## Task objective
The records that appear below are to be restated word for word.

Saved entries

━━━━━━━━

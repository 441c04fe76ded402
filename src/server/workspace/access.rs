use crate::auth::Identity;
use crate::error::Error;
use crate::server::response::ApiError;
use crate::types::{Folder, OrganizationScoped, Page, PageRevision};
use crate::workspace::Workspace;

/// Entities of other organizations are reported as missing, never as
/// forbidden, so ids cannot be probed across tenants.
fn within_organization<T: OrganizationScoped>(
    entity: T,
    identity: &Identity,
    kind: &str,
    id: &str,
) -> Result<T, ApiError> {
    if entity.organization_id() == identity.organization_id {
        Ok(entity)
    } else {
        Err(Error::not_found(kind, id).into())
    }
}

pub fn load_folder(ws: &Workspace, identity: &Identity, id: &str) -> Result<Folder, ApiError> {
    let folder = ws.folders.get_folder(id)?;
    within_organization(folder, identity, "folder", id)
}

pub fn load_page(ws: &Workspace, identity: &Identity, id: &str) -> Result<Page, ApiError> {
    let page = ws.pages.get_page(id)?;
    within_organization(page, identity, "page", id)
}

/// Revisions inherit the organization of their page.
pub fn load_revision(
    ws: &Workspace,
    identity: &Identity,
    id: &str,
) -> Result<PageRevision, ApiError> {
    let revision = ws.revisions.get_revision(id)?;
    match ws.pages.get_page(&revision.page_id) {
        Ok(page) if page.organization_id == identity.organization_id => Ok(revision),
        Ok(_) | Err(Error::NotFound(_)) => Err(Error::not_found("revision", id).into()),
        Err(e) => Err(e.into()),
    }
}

━━━━━━━━

## Written solution
repository 441c04fe76ded402
filename src/server/workspace/access.rs
use crate::auth::Identity;
use crate::error::Error;
use crate::server::response::ApiError;
use crate::types::{Folder, OrganizationScoped, Page, PageRevision};
use crate::workspace::Workspace;

/// Entities of other organizations are reported as missing, never as
/// forbidden, so ids cannot be probed across tenants.
fn within_organization<T: OrganizationScoped>(
    entity: T,
    identity: &Identity,
    kind: &str,
    id: &str,
) -> Result<T, ApiError> {
    if entity.organization_id() == identity.organization_id {
        Ok(entity)
    } else {
        Err(Error::not_found(kind, id).into())
    }
}

pub fn load_folder(ws: &Workspace, identity: &Identity, id: &str) -> Result<Folder, ApiError> {
    let folder = ws.folders.get_folder(id)?;
    within_organization(folder, identity, "folder", id)
}

pub fn load_page(ws: &Workspace, identity: &Identity, id: &str) -> Result<Page, ApiError> {
    let page = ws.pages.get_page(id)?;
    within_organization(page, identity, "page", id)
}

/// Revisions inherit the organization of their page.
pub fn load_revision(
    ws: &Workspace,
    identity: &Identity,
    id: &str,
) -> Result<PageRevision, ApiError> {
    let revision = ws.revisions.get_revision(id)?;
    match ws.pages.get_page(&revision.page_id) {
        Ok(page) if page.organization_id == identity.organization_id => Ok(revision),
        Ok(_) | Err(Error::NotFound(_)) => Err(Error::not_found("revision", id).into()),
        Err(e) => Err(e.into()),
    }
}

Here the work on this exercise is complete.